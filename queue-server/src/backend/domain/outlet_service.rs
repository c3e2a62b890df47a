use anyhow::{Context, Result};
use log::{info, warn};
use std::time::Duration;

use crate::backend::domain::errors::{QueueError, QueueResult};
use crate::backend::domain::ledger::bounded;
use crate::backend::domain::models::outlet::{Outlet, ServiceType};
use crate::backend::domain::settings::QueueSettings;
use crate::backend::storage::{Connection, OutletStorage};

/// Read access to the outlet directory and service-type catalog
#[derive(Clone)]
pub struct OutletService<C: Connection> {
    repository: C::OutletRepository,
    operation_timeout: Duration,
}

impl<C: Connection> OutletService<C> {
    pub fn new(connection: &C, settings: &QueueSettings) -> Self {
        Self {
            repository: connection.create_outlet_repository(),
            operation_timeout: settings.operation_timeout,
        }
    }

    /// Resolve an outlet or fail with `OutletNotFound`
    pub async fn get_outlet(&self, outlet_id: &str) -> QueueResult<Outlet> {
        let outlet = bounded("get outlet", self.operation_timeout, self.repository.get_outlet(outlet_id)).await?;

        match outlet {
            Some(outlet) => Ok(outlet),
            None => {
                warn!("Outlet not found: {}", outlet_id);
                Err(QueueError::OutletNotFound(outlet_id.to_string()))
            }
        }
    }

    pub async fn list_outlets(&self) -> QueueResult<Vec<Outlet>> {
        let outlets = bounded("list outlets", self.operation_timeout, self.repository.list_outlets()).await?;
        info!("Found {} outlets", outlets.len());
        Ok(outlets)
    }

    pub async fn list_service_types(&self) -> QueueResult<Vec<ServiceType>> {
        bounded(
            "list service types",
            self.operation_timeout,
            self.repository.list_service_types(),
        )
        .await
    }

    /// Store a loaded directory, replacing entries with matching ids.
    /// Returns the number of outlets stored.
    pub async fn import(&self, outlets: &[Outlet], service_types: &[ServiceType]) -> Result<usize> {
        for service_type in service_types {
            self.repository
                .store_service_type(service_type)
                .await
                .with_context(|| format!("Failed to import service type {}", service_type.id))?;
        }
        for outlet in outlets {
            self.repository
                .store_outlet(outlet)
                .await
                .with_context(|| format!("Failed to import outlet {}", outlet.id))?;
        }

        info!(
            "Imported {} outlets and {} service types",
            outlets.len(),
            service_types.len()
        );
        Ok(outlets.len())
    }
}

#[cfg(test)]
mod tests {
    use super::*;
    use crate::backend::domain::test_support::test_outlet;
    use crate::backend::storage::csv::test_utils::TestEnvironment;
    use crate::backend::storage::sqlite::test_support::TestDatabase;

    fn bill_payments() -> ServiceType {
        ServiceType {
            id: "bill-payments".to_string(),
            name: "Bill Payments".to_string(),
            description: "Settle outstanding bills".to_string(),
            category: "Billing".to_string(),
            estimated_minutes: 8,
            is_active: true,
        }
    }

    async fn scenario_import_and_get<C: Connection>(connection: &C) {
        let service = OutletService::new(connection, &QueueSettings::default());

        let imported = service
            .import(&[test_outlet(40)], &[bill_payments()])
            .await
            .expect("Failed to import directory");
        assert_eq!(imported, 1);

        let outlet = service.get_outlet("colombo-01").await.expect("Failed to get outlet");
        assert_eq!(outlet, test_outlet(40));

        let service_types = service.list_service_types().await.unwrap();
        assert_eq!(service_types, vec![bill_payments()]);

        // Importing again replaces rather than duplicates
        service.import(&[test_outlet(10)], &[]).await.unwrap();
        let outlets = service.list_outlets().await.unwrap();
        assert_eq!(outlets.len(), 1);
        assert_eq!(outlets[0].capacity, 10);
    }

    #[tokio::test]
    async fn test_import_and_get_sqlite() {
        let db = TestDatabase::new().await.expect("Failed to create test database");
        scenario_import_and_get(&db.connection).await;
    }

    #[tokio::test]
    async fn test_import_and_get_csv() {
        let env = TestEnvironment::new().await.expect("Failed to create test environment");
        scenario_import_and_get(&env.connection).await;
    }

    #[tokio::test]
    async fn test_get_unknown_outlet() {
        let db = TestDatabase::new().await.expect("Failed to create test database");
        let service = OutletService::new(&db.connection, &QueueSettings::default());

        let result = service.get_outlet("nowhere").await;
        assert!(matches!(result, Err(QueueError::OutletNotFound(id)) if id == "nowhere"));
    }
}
* * * * *
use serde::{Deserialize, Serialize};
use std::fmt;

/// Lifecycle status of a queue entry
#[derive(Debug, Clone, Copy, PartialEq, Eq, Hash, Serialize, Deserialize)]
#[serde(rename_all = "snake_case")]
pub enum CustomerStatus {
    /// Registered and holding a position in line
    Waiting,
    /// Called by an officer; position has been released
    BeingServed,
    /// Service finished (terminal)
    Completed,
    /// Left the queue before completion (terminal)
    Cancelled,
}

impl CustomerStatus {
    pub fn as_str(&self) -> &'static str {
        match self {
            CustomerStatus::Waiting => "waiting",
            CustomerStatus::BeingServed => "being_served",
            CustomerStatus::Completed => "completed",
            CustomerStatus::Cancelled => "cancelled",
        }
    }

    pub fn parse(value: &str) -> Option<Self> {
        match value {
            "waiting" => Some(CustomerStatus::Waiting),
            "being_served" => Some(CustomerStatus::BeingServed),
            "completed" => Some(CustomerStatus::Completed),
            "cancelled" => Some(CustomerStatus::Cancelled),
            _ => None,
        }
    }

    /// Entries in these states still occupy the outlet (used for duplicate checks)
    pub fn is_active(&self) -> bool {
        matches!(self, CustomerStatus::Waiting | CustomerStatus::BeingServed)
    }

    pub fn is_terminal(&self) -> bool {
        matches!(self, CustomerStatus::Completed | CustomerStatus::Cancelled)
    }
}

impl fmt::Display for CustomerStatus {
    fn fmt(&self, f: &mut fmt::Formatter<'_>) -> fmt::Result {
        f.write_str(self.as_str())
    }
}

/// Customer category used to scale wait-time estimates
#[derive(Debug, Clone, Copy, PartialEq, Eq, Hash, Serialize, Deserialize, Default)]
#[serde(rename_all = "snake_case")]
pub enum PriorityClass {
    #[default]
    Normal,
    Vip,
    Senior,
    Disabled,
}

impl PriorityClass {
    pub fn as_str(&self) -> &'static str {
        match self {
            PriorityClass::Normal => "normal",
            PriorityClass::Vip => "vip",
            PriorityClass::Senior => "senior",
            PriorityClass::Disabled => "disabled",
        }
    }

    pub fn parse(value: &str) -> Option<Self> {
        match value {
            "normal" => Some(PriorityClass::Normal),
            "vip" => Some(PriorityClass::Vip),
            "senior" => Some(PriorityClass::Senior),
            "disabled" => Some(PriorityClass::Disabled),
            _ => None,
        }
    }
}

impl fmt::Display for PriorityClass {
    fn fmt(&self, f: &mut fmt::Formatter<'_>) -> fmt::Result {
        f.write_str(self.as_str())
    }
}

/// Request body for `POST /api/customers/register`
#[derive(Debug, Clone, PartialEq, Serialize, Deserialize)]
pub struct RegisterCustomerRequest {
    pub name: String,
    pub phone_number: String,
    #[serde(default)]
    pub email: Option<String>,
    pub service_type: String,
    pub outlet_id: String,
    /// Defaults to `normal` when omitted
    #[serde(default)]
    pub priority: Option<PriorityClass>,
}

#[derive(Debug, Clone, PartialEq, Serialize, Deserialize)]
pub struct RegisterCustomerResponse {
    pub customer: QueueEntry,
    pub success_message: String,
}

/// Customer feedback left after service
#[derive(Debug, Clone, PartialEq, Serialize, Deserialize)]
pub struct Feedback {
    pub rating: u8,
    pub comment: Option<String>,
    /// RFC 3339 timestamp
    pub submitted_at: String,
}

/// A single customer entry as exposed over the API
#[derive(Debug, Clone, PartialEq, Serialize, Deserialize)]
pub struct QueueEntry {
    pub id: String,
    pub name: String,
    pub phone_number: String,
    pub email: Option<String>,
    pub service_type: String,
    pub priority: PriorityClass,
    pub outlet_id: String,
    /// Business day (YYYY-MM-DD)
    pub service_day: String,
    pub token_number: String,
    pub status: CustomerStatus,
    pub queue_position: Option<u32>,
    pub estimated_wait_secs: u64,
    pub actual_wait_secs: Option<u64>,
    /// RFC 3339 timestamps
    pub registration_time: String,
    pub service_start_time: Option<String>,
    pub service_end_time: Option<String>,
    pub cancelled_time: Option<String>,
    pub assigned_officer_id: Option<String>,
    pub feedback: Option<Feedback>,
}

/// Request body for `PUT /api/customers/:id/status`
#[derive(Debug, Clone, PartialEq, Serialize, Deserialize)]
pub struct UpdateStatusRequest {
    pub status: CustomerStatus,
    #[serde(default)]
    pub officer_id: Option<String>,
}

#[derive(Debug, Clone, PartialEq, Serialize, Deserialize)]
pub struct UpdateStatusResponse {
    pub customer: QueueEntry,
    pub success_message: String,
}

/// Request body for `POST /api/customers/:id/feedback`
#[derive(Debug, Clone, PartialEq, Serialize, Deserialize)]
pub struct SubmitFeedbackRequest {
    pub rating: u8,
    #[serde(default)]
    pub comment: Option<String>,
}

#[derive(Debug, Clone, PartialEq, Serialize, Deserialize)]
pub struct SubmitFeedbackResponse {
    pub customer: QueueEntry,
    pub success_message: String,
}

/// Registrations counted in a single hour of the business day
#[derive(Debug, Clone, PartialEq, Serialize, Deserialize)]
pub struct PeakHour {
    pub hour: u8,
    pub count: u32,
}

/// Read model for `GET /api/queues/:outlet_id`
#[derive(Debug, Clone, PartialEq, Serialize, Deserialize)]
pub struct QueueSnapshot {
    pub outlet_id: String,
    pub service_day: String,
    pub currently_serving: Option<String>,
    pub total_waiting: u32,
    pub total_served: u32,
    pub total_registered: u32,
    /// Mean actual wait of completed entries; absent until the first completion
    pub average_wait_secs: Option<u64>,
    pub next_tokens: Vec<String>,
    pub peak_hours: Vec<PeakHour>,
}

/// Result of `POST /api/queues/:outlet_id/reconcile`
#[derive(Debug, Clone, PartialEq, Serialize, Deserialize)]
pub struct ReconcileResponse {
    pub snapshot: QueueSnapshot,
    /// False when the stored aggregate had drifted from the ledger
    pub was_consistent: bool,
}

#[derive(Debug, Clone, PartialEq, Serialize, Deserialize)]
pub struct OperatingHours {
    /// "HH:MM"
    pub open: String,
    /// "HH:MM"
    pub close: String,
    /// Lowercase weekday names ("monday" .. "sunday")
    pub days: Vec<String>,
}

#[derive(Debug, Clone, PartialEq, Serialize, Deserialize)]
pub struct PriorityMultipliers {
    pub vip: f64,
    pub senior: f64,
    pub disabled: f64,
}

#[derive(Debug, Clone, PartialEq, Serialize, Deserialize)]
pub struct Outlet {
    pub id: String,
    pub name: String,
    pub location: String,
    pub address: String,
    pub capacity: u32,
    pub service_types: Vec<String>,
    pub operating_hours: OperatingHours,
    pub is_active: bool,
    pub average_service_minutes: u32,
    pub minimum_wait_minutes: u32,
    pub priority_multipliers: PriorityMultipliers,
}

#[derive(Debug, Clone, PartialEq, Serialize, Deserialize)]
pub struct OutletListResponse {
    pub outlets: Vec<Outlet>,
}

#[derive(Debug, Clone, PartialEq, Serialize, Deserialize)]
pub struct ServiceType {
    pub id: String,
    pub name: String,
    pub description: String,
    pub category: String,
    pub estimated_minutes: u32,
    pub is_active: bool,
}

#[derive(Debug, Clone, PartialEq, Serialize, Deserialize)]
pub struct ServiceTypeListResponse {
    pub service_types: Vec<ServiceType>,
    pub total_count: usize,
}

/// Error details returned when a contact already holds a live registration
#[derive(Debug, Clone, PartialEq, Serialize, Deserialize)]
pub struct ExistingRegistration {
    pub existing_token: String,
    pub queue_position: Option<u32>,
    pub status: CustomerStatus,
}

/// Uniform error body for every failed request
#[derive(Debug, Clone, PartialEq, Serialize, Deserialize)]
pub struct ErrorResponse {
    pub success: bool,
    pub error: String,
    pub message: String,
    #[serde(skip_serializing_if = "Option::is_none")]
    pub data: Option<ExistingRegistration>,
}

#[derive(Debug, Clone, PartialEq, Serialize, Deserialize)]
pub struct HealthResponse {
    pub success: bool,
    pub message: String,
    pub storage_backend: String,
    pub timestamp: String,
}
* * * * *
__THE TASK__.
From the data above, show each line that contains "when".

__SOLUTION__.
    /// Defaults to `normal` when omitted
    /// False when the stored aggregate had drifted from the ledger
/// Error details returned when a contact already holds a live registration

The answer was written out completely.